Gimcheon Sangmu FC ha completado una reestructuración masiva de su plantilla con la llegada de 14 jugadores en cesión, todos con contratos que se extienden hasta el 3 de agosto de 2026. El club militar, cuyo modelo de funcionamiento está ligado al servicio militar obligatorio de los futbolistas profesionales surcoreanos, ha recurrido a 12 equipos diferentes para conformar su nuevo plantel.

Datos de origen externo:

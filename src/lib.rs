//! # stlsmooth
//!
//! Vertex welding and Laplacian smoothing for ASCII STL meshes.
//!
//! STL stores every triangle with its own copy of each corner, so a raw
//! STL surface has no notion of which triangles touch. This crate reads the
//! text format, merges corner copies that lie within a tolerance into shared
//! vertices, builds the vertex adjacency relation, runs one pass of uniform
//! Laplacian smoothing, and writes the result back out as ASCII STL.
//!
//! ## Pipeline
//!
//! | Stage  | Function | Output |
//! |--------|----------|--------|
//! | Read   | [`io::stl::read`] | [`io::stl::RawTriangles`] |
//! | Weld   | [`mesh::weld`] | [`mesh::Mesh`] with [`mesh::Adjacency`] |
//! | Smooth | [`algo::smooth::laplacian_smooth`] | new vertex positions |
//! | Write  | [`io::stl::write`] | ASCII STL |
//!
//! [`pipeline::smooth_file`] runs all four stages on a pair of paths.
//!
//! ## Quick Start
//!
//! ```no_run
//! use stlsmooth::pipeline::{smooth_file, PipelineOptions};
//!
//! let options = PipelineOptions::default().with_weight(0.5);
//! let report = smooth_file("scan.stl", "scan_smooth.stl", &options).unwrap();
//! println!("{} triangles, {} vertices", report.triangles, report.vertices);
//! ```
//!
//! ## Working in Memory
//!
//! ```
//! use stlsmooth::prelude::*;
//! use nalgebra::Point3;
//!
//! // Two triangles sharing the diagonal of a unit square.
//! let p1 = vec![Point3::new(0.0, 0.0, 0.0), Point3::new(0.0, 0.0, 0.0)];
//! let p2 = vec![Point3::new(1.0, 0.0, 0.0), Point3::new(1.0, 1.0, 0.0)];
//! let p3 = vec![Point3::new(1.0, 1.0, 0.0), Point3::new(0.0, 1.0, 0.0)];
//!
//! let mesh: Mesh = weld(&p1, &p2, &p3).unwrap();
//! assert_eq!(mesh.num_vertices(), 4);
//! assert!(mesh.adjacency().are_adjacent(VertexId::new(0), VertexId::new(2)));
//! assert!(!mesh.adjacency().are_adjacent(VertexId::new(1), VertexId::new(3)));
//!
//! let smooth = mesh.smoothed(&SmoothOptions::default());
//! assert_eq!(smooth.triangles(), mesh.triangles());
//! ```

#![warn(missing_docs)]
#![warn(clippy::all)]

pub mod algo;
pub mod error;
pub mod io;
pub mod mesh;
pub mod pipeline;

/// Prelude module for convenient imports.
///
/// This module re-exports the most commonly used types and functions:
///
/// ```
/// use stlsmooth::prelude::*;
/// ```
pub mod prelude {
    pub use crate::algo::smooth::{laplacian_smooth, SmoothOptions};
    pub use crate::error::{MeshError, Result};
    pub use crate::io::stl::{RawTriangles, WriteOptions};
    pub use crate::mesh::{
        weld, weld_with_options, Adjacency, FaceId, Mesh, MeshIndex, VertexId, WeldOptions,
        WELD_TOLERANCE,
    };
    pub use crate::pipeline::{smooth_file, PipelineOptions, PipelineReport, Stage};
}

// Re-export nalgebra types for convenience
pub use nalgebra;

#[cfg(test)]
mod tests {
    use super::prelude::*;
    use nalgebra::Point3;

    #[test]
    fn test_isolated_triangle_pipeline() {
        let p1 = vec![Point3::new(0.0, 0.0, 0.0)];
        let p2 = vec![Point3::new(1.0, 0.0, 0.0)];
        let p3 = vec![Point3::new(0.0, 1.0, 0.0)];

        let mesh: Mesh = weld(&p1, &p2, &p3).unwrap();
        assert!(mesh.is_valid());
        for v in mesh.vertex_ids() {
            assert_eq!(mesh.adjacency().degree(v), 2);
        }

        let smooth = mesh.smoothed(&SmoothOptions::default());
        assert_eq!(smooth.vertices()[0], Point3::new(0.25, 0.25, 0.0));
        assert_eq!(smooth.vertices()[1], Point3::new(0.5, 0.25, 0.0));
        assert_eq!(smooth.vertices()[2], Point3::new(0.25, 0.5, 0.0));
    }
}
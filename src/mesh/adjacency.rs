//! Vertex adjacency.
//!
//! The relation is undirected and boolean: an edge shared by several
//! triangles is recorded once, and every pair is stored in both directions.
//! Each vertex keeps a sorted neighbour list, which answers the same queries
//! as a dense 0/1 matrix without the quadratic storage.

use super::index::{MeshIndex, VertexId};

/// Symmetric vertex-to-vertex adjacency built from triangle edges.
#[derive(Debug, Clone, PartialEq, Eq)]
pub struct Adjacency<I: MeshIndex = u32> {
    neighbors: Vec<Vec<VertexId<I>>>,
}

impl<I: MeshIndex> Adjacency<I> {
    /// Create an empty relation over `num_vertices` vertices.
    pub fn with_vertex_count(num_vertices: usize) -> Self {
        Self {
            neighbors: vec![Vec::new(); num_vertices],
        }
    }

    /// Build the relation from triangle connectivity.
    ///
    /// Every triangle `[u, v, w]` contributes the pairs `(u, v)`, `(v, w)`
    /// and `(u, w)`. A triangle that repeats a vertex contributes a self-loop
    /// on that vertex; these are kept rather than filtered.
    ///
    /// # Panics
    ///
    /// Panics if a triangle references a vertex `>= num_vertices`.
    pub fn from_triangles(num_vertices: usize, triangles: &[[VertexId<I>; 3]]) -> Self {
        let mut adjacency = Self::with_vertex_count(num_vertices);
        for &[u, v, w] in triangles {
            adjacency.insert(u, v);
            adjacency.insert(v, w);
            adjacency.insert(u, w);
        }
        adjacency
    }

    /// Mark `u` and `v` as adjacent in both directions.
    pub fn insert(&mut self, u: VertexId<I>, v: VertexId<I>) {
        insert_sorted(&mut self.neighbors[u.index()], v);
        if u != v {
            insert_sorted(&mut self.neighbors[v.index()], u);
        }
    }

    /// Check whether `u` and `v` share a triangle edge.
    ///
    /// Vertices outside the relation are adjacent to nothing.
    pub fn are_adjacent(&self, u: VertexId<I>, v: VertexId<I>) -> bool {
        self.neighbors
            .get(u.index())
            .is_some_and(|list| list.binary_search(&v).is_ok())
    }

    /// Neighbours of `v` in ascending index order.
    pub fn neighbors(&self, v: VertexId<I>) -> &[VertexId<I>] {
        self.neighbors
            .get(v.index())
            .map(Vec::as_slice)
            .unwrap_or(&[])
    }

    /// Number of distinct neighbours of `v`.
    pub fn degree(&self, v: VertexId<I>) -> usize {
        self.neighbors(v).len()
    }

    /// Number of vertices the relation is defined over.
    pub fn num_vertices(&self) -> usize {
        self.neighbors.len()
    }

    /// Number of distinct undirected edges, self-loops included.
    pub fn num_edges(&self) -> usize {
        self.edges().count()
    }

    /// Iterate over each undirected edge once, as `(u, v)` with `u <= v`.
    pub fn edges(&self) -> impl Iterator<Item = (VertexId<I>, VertexId<I>)> + '_ {
        self.neighbors.iter().enumerate().flat_map(|(u, list)| {
            let u = VertexId::new(u);
            list.iter().filter(move |&&v| u <= v).map(move |&v| (u, v))
        })
    }

    /// Vertices with no neighbours at all.
    pub fn isolated_vertices(&self) -> impl Iterator<Item = VertexId<I>> + '_ {
        self.neighbors
            .iter()
            .enumerate()
            .filter(|(_, list)| list.is_empty())
            .map(|(v, _)| VertexId::new(v))
    }

    /// Vertices that are adjacent to themselves through a degenerate triangle.
    pub fn self_loops(&self) -> impl Iterator<Item = VertexId<I>> + '_ {
        (0..self.neighbors.len())
            .map(VertexId::new)
            .filter(|&v| self.are_adjacent(v, v))
    }
}

fn insert_sorted<I: MeshIndex>(list: &mut Vec<VertexId<I>>, v: VertexId<I>) {
    if let Err(pos) = list.binary_search(&v) {
        list.insert(pos, v);
    }
}

#[cfg(test)]
mod tests {
    use super::*;

    fn tri(a: usize, b: usize, c: usize) -> [VertexId; 3] {
        [VertexId::new(a), VertexId::new(b), VertexId::new(c)]
    }

    fn v(i: usize) -> VertexId {
        VertexId::new(i)
    }

    #[test]
    fn test_square_adjacency() {
        let adj = Adjacency::from_triangles(4, &[tri(0, 1, 2), tri(0, 2, 3)]);

        for (a, b) in [(0, 1), (1, 2), (0, 2), (0, 3), (2, 3)] {
            assert!(adj.are_adjacent(v(a), v(b)), "missing ({}, {})", a, b);
            assert!(adj.are_adjacent(v(b), v(a)), "missing ({}, {})", b, a);
        }
        assert!(!adj.are_adjacent(v(1), v(3)));
        assert!(!adj.are_adjacent(v(3), v(1)));
        assert_eq!(adj.num_edges(), 5);
    }

    #[test]
    fn test_shared_edge_recorded_once() {
        let adj = Adjacency::from_triangles(4, &[tri(0, 1, 2), tri(2, 1, 3)]);
        assert_eq!(adj.neighbors(v(1)), &[v(0), v(2), v(3)]);
        assert_eq!(adj.degree(v(2)), 3);
    }

    #[test]
    fn test_no_self_adjacency_for_proper_triangles() {
        let adj = Adjacency::from_triangles(3, &[tri(0, 1, 2)]);
        assert_eq!(adj.self_loops().count(), 0);
        for i in 0..3 {
            assert!(!adj.are_adjacent(v(i), v(i)));
            assert_eq!(adj.degree(v(i)), 2);
        }
    }

    #[test]
    fn test_degenerate_triangle_creates_self_loop() {
        let adj = Adjacency::from_triangles(2, &[tri(0, 0, 1)]);
        assert!(adj.are_adjacent(v(0), v(0)));
        assert!(adj.are_adjacent(v(0), v(1)));
        assert_eq!(adj.self_loops().collect::<Vec<_>>(), vec![v(0)]);
        assert_eq!(adj.neighbors(v(0)), &[v(0), v(1)]);
        assert_eq!(adj.num_edges(), 2);
    }

    #[test]
    fn test_isolated_and_out_of_range_vertices() {
        let adj = Adjacency::from_triangles(5, &[tri(0, 1, 2)]);
        assert_eq!(adj.isolated_vertices().collect::<Vec<_>>(), vec![v(3), v(4)]);
        assert!(adj.neighbors(v(10)).is_empty());
        assert!(!adj.are_adjacent(v(10), v(0)));
    }
}
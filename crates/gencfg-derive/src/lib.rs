//! `#[derive(Sanitize)]` for gencfg records.
//!
//! The derive emits a `SanitizeRecord` impl holding a constant table with
//! the name and tag list of every visited field, plus a `Sanitize` impl so
//! the record can be nested in other records and containers.
//!
//! Field attributes:
//!
//! - `#[gencfg("path_clean,path_abs")]`: operations for the field
//! - `#[gencfg(skip)]`: never visit the field
//!
//! Only `pub` fields are visited. Fieldless enums derive a leaf impl that
//! rejects string operations, as numbers do.

use proc_macro::TokenStream;
use proc_macro2::TokenStream as TokenStream2;
use quote::quote;
use syn::parse::ParseStream;
use syn::{
    Data, DeriveInput, Fields, Ident, Index, LitStr, Member, Token, Visibility, parse_macro_input,
    parse_quote,
};

#[proc_macro_derive(Sanitize, attributes(gencfg))]
pub fn derive_sanitize(input: TokenStream) -> TokenStream {
    let input = parse_macro_input!(input as DeriveInput);
    expand(input)
        .unwrap_or_else(syn::Error::into_compile_error)
        .into()
}

/// A field that takes part in sanitizing.
struct VisitedField {
    member: Member,
    name: String,
    tags: String,
}

/// What the `#[gencfg(...)]` attributes on one field say.
#[derive(Debug, Default, PartialEq)]
struct FieldOptions {
    tags: Vec<String>,
    skip: bool,
}

fn expand(input: DeriveInput) -> syn::Result<TokenStream2> {
    let fields = match &input.data {
        Data::Struct(data) => &data.fields,
        Data::Enum(data) if data.variants.iter().all(|v| matches!(v.fields, Fields::Unit)) => {
            return Ok(expand_leaf(&input));
        }
        _ => {
            return Err(syn::Error::new_spanned(
                &input.ident,
                "Sanitize can only be derived for structs and fieldless enums",
            ));
        }
    };

    let visited = visited_fields(fields)?;

    let ident = &input.ident;
    let mut generics = input.generics.clone();
    for param in generics.type_params_mut() {
        param
            .bounds
            .push(parse_quote!(::gencfg::sanitize::Sanitize));
    }
    let (impl_generics, ty_generics, where_clause) = generics.split_for_impl();

    let table = visited.iter().map(|field| {
        let name = &field.name;
        let tags = &field.tags;
        quote! { ::gencfg::sanitize::Field::new(#name, #tags) }
    });

    let visits = visited.iter().enumerate().map(|(position, field)| {
        let member = &field.member;
        let position = Index::from(position);
        quote! {
            ::gencfg::sanitize::Sanitize::sanitize(
                &mut self.#member,
                &<Self as ::gencfg::sanitize::SanitizeRecord>::FIELDS[#position],
                sanitizer,
            )?;
        }
    });

    Ok(quote! {
        impl #impl_generics ::gencfg::sanitize::SanitizeRecord for #ident #ty_generics #where_clause {
            const FIELDS: &'static [::gencfg::sanitize::Field<'static>] = &[
                #(#table),*
            ];

            #[allow(unused_variables)]
            fn sanitize_fields(
                &mut self,
                sanitizer: &::gencfg::sanitize::Sanitizer,
            ) -> ::core::result::Result<(), ::gencfg::SanitizeError> {
                #(#visits)*
                ::core::result::Result::Ok(())
            }
        }

        impl #impl_generics ::gencfg::sanitize::Sanitize for #ident #ty_generics #where_clause {
            // tags on the field holding a record are not inherited
            fn sanitize(
                &mut self,
                _field: &::gencfg::sanitize::Field<'_>,
                sanitizer: &::gencfg::sanitize::Sanitizer,
            ) -> ::core::result::Result<(), ::gencfg::SanitizeError> {
                <Self as ::gencfg::sanitize::SanitizeRecord>::sanitize_fields(self, sanitizer)
            }
        }
    })
}

/// Fieldless enums are leaves: like numbers, they reject string operations.
fn expand_leaf(input: &DeriveInput) -> TokenStream2 {
    let ident = &input.ident;
    let (impl_generics, ty_generics, where_clause) = input.generics.split_for_impl();
    quote! {
        impl #impl_generics ::gencfg::sanitize::Sanitize for #ident #ty_generics #where_clause {
            fn sanitize(
                &mut self,
                field: &::gencfg::sanitize::Field<'_>,
                sanitizer: &::gencfg::sanitize::Sanitizer,
            ) -> ::core::result::Result<(), ::gencfg::SanitizeError> {
                sanitizer.apply_other(field)
            }
        }
    }
}

fn visited_fields(fields: &Fields) -> syn::Result<Vec<VisitedField>> {
    let mut visited = Vec::new();
    for (position, field) in fields.iter().enumerate() {
        let options = field_options(&field.attrs)?;
        if options.skip || !matches!(field.vis, Visibility::Public(_)) {
            continue;
        }
        let (member, name) = match &field.ident {
            Some(ident) => (Member::Named(ident.clone()), field_name(ident)),
            None => (Member::Unnamed(Index::from(position)), position.to_string()),
        };
        visited.push(VisitedField {
            member,
            name,
            tags: options.tags.join(","),
        });
    }
    Ok(visited)
}

fn field_name(ident: &Ident) -> String {
    let name = ident.to_string();
    match name.strip_prefix("r#") {
        Some(raw) => raw.to_string(),
        None => name,
    }
}

fn field_options(attrs: &[syn::Attribute]) -> syn::Result<FieldOptions> {
    let mut options = FieldOptions::default();
    for attr in attrs.iter().filter(|attr| attr.path().is_ident("gencfg")) {
        attr.parse_args_with(|input: ParseStream| {
            if input.peek(LitStr) {
                let tags: LitStr = input.parse()?;
                options.tags.push(tags.value());
            } else {
                let word: Ident = input.parse()?;
                if word != "skip" {
                    return Err(syn::Error::new_spanned(
                        word,
                        "expected a tag list string or `skip`",
                    ));
                }
                options.skip = true;
            }
            // allow a trailing comma
            let _: Option<Token![,]> = input.parse()?;
            Ok(())
        })?;
    }
    Ok(options)
}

Jeju SK ha sido el club que más jugadores ha aportado, con tres cesiones: Jun-ha Kim, Jae-hyeok Oh y Chan-gi An. Ulsan HD FC, uno de los grandes de la K League 1, ha cedido a Yool Heo, mientras que Suwon Bluewings ha enviado a Ji-won Park. También llegan Jun-seok Song desde Gangwon y Young-hun Kang desde Incheon United, completando un grupo de incorporaciones de la primera división que debería aportar experiencia contrastada.

Desde la K League 2, la representación es igualmente amplia. Gyung-jun Byeon llega procedente de Seoul E-Land, Won-jin Hong de Jeonnam Dragons, Gyu-hyeon Choe de Anyang, Jun-young Lim de Chungbuk Cheongju FC y Sang-hyeok Lee de Bucheon 1995. Jin-ho Kim (Gwangju) y Sang-young Park (Daegu) completan el conjunto de llegadas. Ninguna de las 14 operaciones ha implicado el pago de traspaso, algo habitual en los acuerdos de Gimcheon con los clubes de origen.

El reto para el cuerpo técnico es claro: integrar a más de una docena de caras nuevas en un equipo funcional en el menor tiempo posible. La diversidad de procedencias ofrece opciones tácticas variadas, pero también implica el desafío de construir cohesión desde cero. Si Gimcheon logra generar entendimiento rápidamente entre sus nuevos efectivos, podría convertirse en un rival incómodo en la competición. De lo contrario, el desgaste propio de tanta rotación podría pasar factura en las primeras jornadas.